(Collected data)
=-=-=-=-=
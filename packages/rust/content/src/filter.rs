//! Content filters.
//!
//! Filters are consulted while the content file is read. The first enabled,
//! valid filter that matches excludes the item together with its subtree.
//! Filters never hide items; `visible = false` is the rendering-side switch.

use std::borrow::Cow;

use regex::Regex;
use tracing::warn;

use conceptbuild_shared::{FilterConfig, FilterKind};

use crate::item::TopicItem;

// ---------------------------------------------------------------------------
// Trait
// ---------------------------------------------------------------------------

/// A predicate that excludes topics from a build.
pub trait ContentFilter: std::fmt::Debug {
    /// Human-readable filter name for tracing.
    fn name(&self) -> &str;

    /// A filter with nothing to match against is inapplicable.
    fn is_valid(&self) -> bool;

    fn enabled(&self) -> bool;

    /// Returns `true` if `item` should be excluded.
    fn filter(&self, item: &TopicItem) -> bool;
}

// ---------------------------------------------------------------------------
// Built-in filters
// ---------------------------------------------------------------------------

/// Excludes items filed under any of the listed categories.
#[derive(Debug, Clone)]
pub struct CategoryFilter {
    categories: Vec<String>,
    enabled: bool,
}

impl CategoryFilter {
    pub fn new<S: AsRef<str>>(categories: &[S]) -> Self {
        Self {
            categories: categories
                .iter()
                .map(|c| c.as_ref().trim().to_string())
                .filter(|c| !c.is_empty())
                .collect(),
            enabled: true,
        }
    }

    pub fn set_enabled(&mut self, enabled: bool) {
        self.enabled = enabled;
    }
}

impl ContentFilter for CategoryFilter {
    fn name(&self) -> &str {
        "category"
    }

    fn is_valid(&self) -> bool {
        !self.categories.is_empty()
    }

    fn enabled(&self) -> bool {
        self.enabled
    }

    fn filter(&self, item: &TopicItem) -> bool {
        item.categories.iter().any(|filed| {
            self.categories
                .iter()
                .any(|c| c.eq_ignore_ascii_case(filed))
        })
    }
}

/// Which item field a [`PatternFilter`] matches.
#[derive(Debug, Clone, Copy, PartialEq, Eq)]
pub enum PatternField {
    /// The item title.
    Title,
    /// The authored relative path, with `/` separators.
    Path,
}

/// Regex filter over one item field. Excludes items whose field matches
/// any pattern.
#[derive(Debug, Clone)]
pub struct PatternFilter {
    field: PatternField,
    patterns: Vec<Regex>,
    valid: bool,
    enabled: bool,
}

impl PatternFilter {
    pub fn new<S: AsRef<str>>(field: PatternField, patterns: &[S]) -> Self {
        let mut compiled = Vec::with_capacity(patterns.len());
        let mut valid = !patterns.is_empty();
        for pattern in patterns {
            match Regex::new(pattern.as_ref()) {
                Ok(re) => compiled.push(re),
                Err(e) => {
                    warn!(pattern = pattern.as_ref(), error = %e, "invalid filter pattern");
                    valid = false;
                }
            }
        }
        Self {
            field,
            patterns: compiled,
            valid,
            enabled: true,
        }
    }

    pub fn title<S: AsRef<str>>(patterns: &[S]) -> Self {
        Self::new(PatternField::Title, patterns)
    }

    pub fn path<S: AsRef<str>>(patterns: &[S]) -> Self {
        Self::new(PatternField::Path, patterns)
    }

    pub fn field(&self) -> PatternField {
        self.field
    }

    pub fn set_enabled(&mut self, enabled: bool) {
        self.enabled = enabled;
    }
}

impl ContentFilter for PatternFilter {
    fn name(&self) -> &str {
        match self.field {
            PatternField::Title => "title",
            PatternField::Path => "path",
        }
    }

    fn is_valid(&self) -> bool {
        self.valid
    }

    fn enabled(&self) -> bool {
        self.enabled
    }

    fn filter(&self, item: &TopicItem) -> bool {
        let subject: Cow<'_, str> = match self.field {
            PatternField::Title => Cow::Borrowed(&item.title),
            PatternField::Path => Cow::Owned(item.source_path.replace('\\', "/")),
        };
        self.patterns.iter().any(|re| re.is_match(&subject))
    }
}

// ---------------------------------------------------------------------------
// Chain
// ---------------------------------------------------------------------------

/// Ordered filters, evaluated short-circuit.
#[derive(Debug, Default)]
pub struct FilterChain {
    filters: Vec<Box<dyn ContentFilter>>,
}

impl FilterChain {
    pub fn new() -> Self {
        Self::default()
    }

    /// Build a chain from `[[filters]]` config entries, in order.
    pub fn from_config(configs: &[FilterConfig]) -> Self {
        let mut chain = Self::new();
        for config in configs {
            let filter: Box<dyn ContentFilter> = match config.kind {
                FilterKind::Category => {
                    let mut f = CategoryFilter::new(&config.values);
                    f.set_enabled(config.enabled);
                    Box::new(f)
                }
                FilterKind::Title => {
                    let mut f = PatternFilter::title(&config.values);
                    f.set_enabled(config.enabled);
                    Box::new(f)
                }
                FilterKind::Path => {
                    let mut f = PatternFilter::path(&config.values);
                    f.set_enabled(config.enabled);
                    Box::new(f)
                }
            };
            chain.push(filter);
        }
        chain
    }

    pub fn push(&mut self, filter: Box<dyn ContentFilter>) {
        self.filters.push(filter);
    }

    pub fn len(&self) -> usize {
        self.filters.len()
    }

    pub fn is_empty(&self) -> bool {
        self.filters.is_empty()
    }

    /// The first enabled, valid filter that excludes `item`.
    pub fn matching(&self, item: &TopicItem) -> Option<&dyn ContentFilter> {
        self.filters
            .iter()
            .filter(|f| f.enabled() && f.is_valid())
            .find(|f| f.filter(item))
            .map(|f| &**f)
    }

    /// Returns `true` if any applicable filter excludes `item`.
    pub fn filter(&self, item: &TopicItem) -> bool {
        self.matching(item).is_some()
    }
}

#[cfg(test)]
mod tests {
    use super::*;

    fn item(title: &str, path: &str, categories: &[&str]) -> TopicItem {
        let mut item = TopicItem::topic("aaaaaaaa-0000-0000-0000-000000000001", title)
            .with_document(path, std::path::Path::new("/docs"));
        item.categories = categories.iter().map(|c| c.to_string()).collect();
        item
    }

    #[test]
    fn empty_chain_excludes_nothing() {
        let chain = FilterChain::new();
        assert!(chain.is_empty());
        assert!(!chain.filter(&item("Anything", "a.xml", &["internal"])));
    }

    #[test]
    fn disabled_filter_does_not_short_circuit() {
        let mut first = CategoryFilter::new(&["internal"]);
        first.set_enabled(false);
        let second = PatternFilter::title(&["^Draft"]);

        let mut chain = FilterChain::new();
        chain.push(Box::new(first));
        chain.push(Box::new(second));

        let draft = item("Draft notes", "notes.xml", &["internal"]);
        assert!(chain.filter(&draft));
        assert_eq!(chain.matching(&draft).map(|f| f.name()), Some("title"));

        // the disabled category filter alone would have matched
        assert!(!chain.filter(&item("Release notes", "notes.xml", &["internal"])));
    }

    #[test]
    fn invalid_filters_are_skipped() {
        let mut chain = FilterChain::new();
        chain.push(Box::new(CategoryFilter::new::<&str>(&[])));
        chain.push(Box::new(PatternFilter::title(&["(unclosed"])));
        assert!(!chain.filter(&item("(unclosed", "a.xml", &[])));
    }

    #[test]
    fn category_and_path_matching() {
        let categories = CategoryFilter::new(&["Internal"]);
        assert!(categories.filter(&item("A", "a.xml", &["internal"])));
        assert!(!categories.filter(&item("A", "a.xml", &["public"])));

        let paths = PatternFilter::path(&["^drafts/"]);
        assert!(paths.filter(&item("A", "drafts\\a.xml", &[])));
        assert!(!paths.filter(&item("A", "guide/a.xml", &[])));
    }

    #[test]
    fn pattern_field_selects_subject() {
        let by_title = PatternFilter::new(PatternField::Title, &["^Guide"]);
        let by_path = PatternFilter::new(PatternField::Path, &["^Guide"]);
        assert_eq!(by_title.field(), PatternField::Title);
        assert_eq!((by_title.name(), by_path.name()), ("title", "path"));

        let titled = item("Guide intro", "intro.xml", &[]);
        assert!(by_title.filter(&titled));
        assert!(!by_path.filter(&titled));

        let pathed = item("Intro", "Guide/intro.xml", &[]);
        assert!(!by_title.filter(&pathed));
        assert!(by_path.filter(&pathed));
    }

    #[test]
    fn chain_from_config_keeps_order_and_flags() {
        let configs = vec![
            FilterConfig {
                kind: FilterKind::Path,
                values: vec!["^old/".into()],
                enabled: false,
            },
            FilterConfig {
                kind: FilterKind::Category,
                values: vec!["beta".into()],
                enabled: true,
            },
        ];
        let chain = FilterChain::from_config(&configs);
        assert_eq!(chain.len(), 2);
        assert!(!chain.filter(&item("A", "old/a.xml", &[])));
        assert!(chain.filter(&item("A", "old/a.xml", &["beta"])));
    }
}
=-=-=-=-=
● WORK INSTRUCTIONS
Please give back the records exactly as written, beginning at the first line and including the line that holds "the rendering-side switch." as the last.

● OUTPUT OF THE EXERCISE
filename packages/rust/content/src/filter.rs
//! Content filters.
//!
//! Filters are consulted while the content file is read. The first enabled,
//! valid filter that matches excludes the item together with its subtree.
//! Filters never hide items; `visible = false` is the rendering-side switch.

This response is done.